The editor concluded by saying ‘Let me know how you feel’…
How I Feel –
I won’t be credited for an article I wrote, however my friend, the PhD, could as much as I have, written the article with even more depth and meat.
I will be listed beneath the article as a contributing author, which is fine because this won’t be the first or last time I decide to write. It is something I like to do.
The next time I submit to this blog, I’d be better acquainted with their procedure and requirements; hopefully be in a place that saves me this many loop holes.
Who knows what opportunities or engagements I could gain from this one article going out?
I replied with these thoughts in mind, they could go ahead and publish listing my friend as the author and I as a contributing author. It works. Did I sell my birth rights? Mirroring my personal story with what is going on now, I’d say tenacity, patiently going through the process, pursuing perspective and not rushing results or an outcome is the attitude that I personally think would help everyone keep sane in this trying time.
China was in lockdown for nine weeks. That equals two months and a week.
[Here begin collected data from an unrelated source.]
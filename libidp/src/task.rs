//! Задачи / Tasks

use crate::abi::{nr, ArgSlice, MAX_ARGS};
use crate::{check, raw, Error, Result};

/// Запустить программу из boot-модуля, вернуть pid.
/// Start a program from a boot module, returning its pid.
pub fn exec(path: &str, argv: &[&str]) -> Result<u64> {
    if argv.len() > MAX_ARGS {
        return Err(Error::InvalidArg);
    }
    let mut slices = [ArgSlice::default(); MAX_ARGS];
    for (slot, arg) in slices.iter_mut().zip(argv) {
        *slot = ArgSlice { ptr: arg.as_ptr() as u64, len: arg.len() as u64 };
    }
    let ret = unsafe {
        raw::syscall4(
            nr::EXEC,
            path.as_ptr() as u64,
            path.len() as u64,
            slices.as_ptr() as u64,
            argv.len() as u64,
        )
    };
    check(ret)
}

pub fn exit(code: i32) -> ! {
    unsafe { raw::syscall1(nr::EXIT, code as u64) };
    // exit не возвращается / exit never returns
    loop {
        core::hint::spin_loop();
    }
}

pub fn getpid() -> u64 {
    unsafe { raw::syscall0(nr::GETPID) }
}

/// Вывести строку в отладочную консоль ядра.
/// Write a string to the kernel debug console.
pub fn write(s: &str) -> Result<u64> {
    check(unsafe { raw::syscall2(nr::WRITE, s.as_ptr() as u64, s.len() as u64) })
}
We just started. Trump needs to calm down.
A Note to the First Adult Apartment
I should’ve time travelled to the month of March to tell the first adult apartment that there would come a time in 2020, when we’d sit staring at each other for an indefinite amount of time. An indefinite amount of time that would make the dog no longer wag his tail when he saw me because his attitude had now shifted from enthusiastic to indifferent. And quite expected because whoever expressed happiness when boredom had chocked, overwhelmed and drowned us? I should’ve mentioned that my actual Fear of Having Missed Out during the 2019 Year Of Return would probably happen again in 2020 because no matter how much man proposes God still disposes regardless of how we feel. I should’ve seen into the future and told the renter that her needless urge to lay out the overemphasized fact that the neighbors are very chill was a lie and that the neighbors were in fact slightly hard to live with. The wife spoke way too much and the kids I guess like many other children in the world were hyperactive. Or maybe plain crazy. Nearly wild. I didn’t mind the adults running up and down like crazy bunnies in the stair well. I just hope presently that they would stop frying whatever it is they fry at no other time than 11pm. The smell of hot oil or food is hard to sleep through. Or maybe this was a daily routine I was only just noticing because we were all home just staying home away from Corona.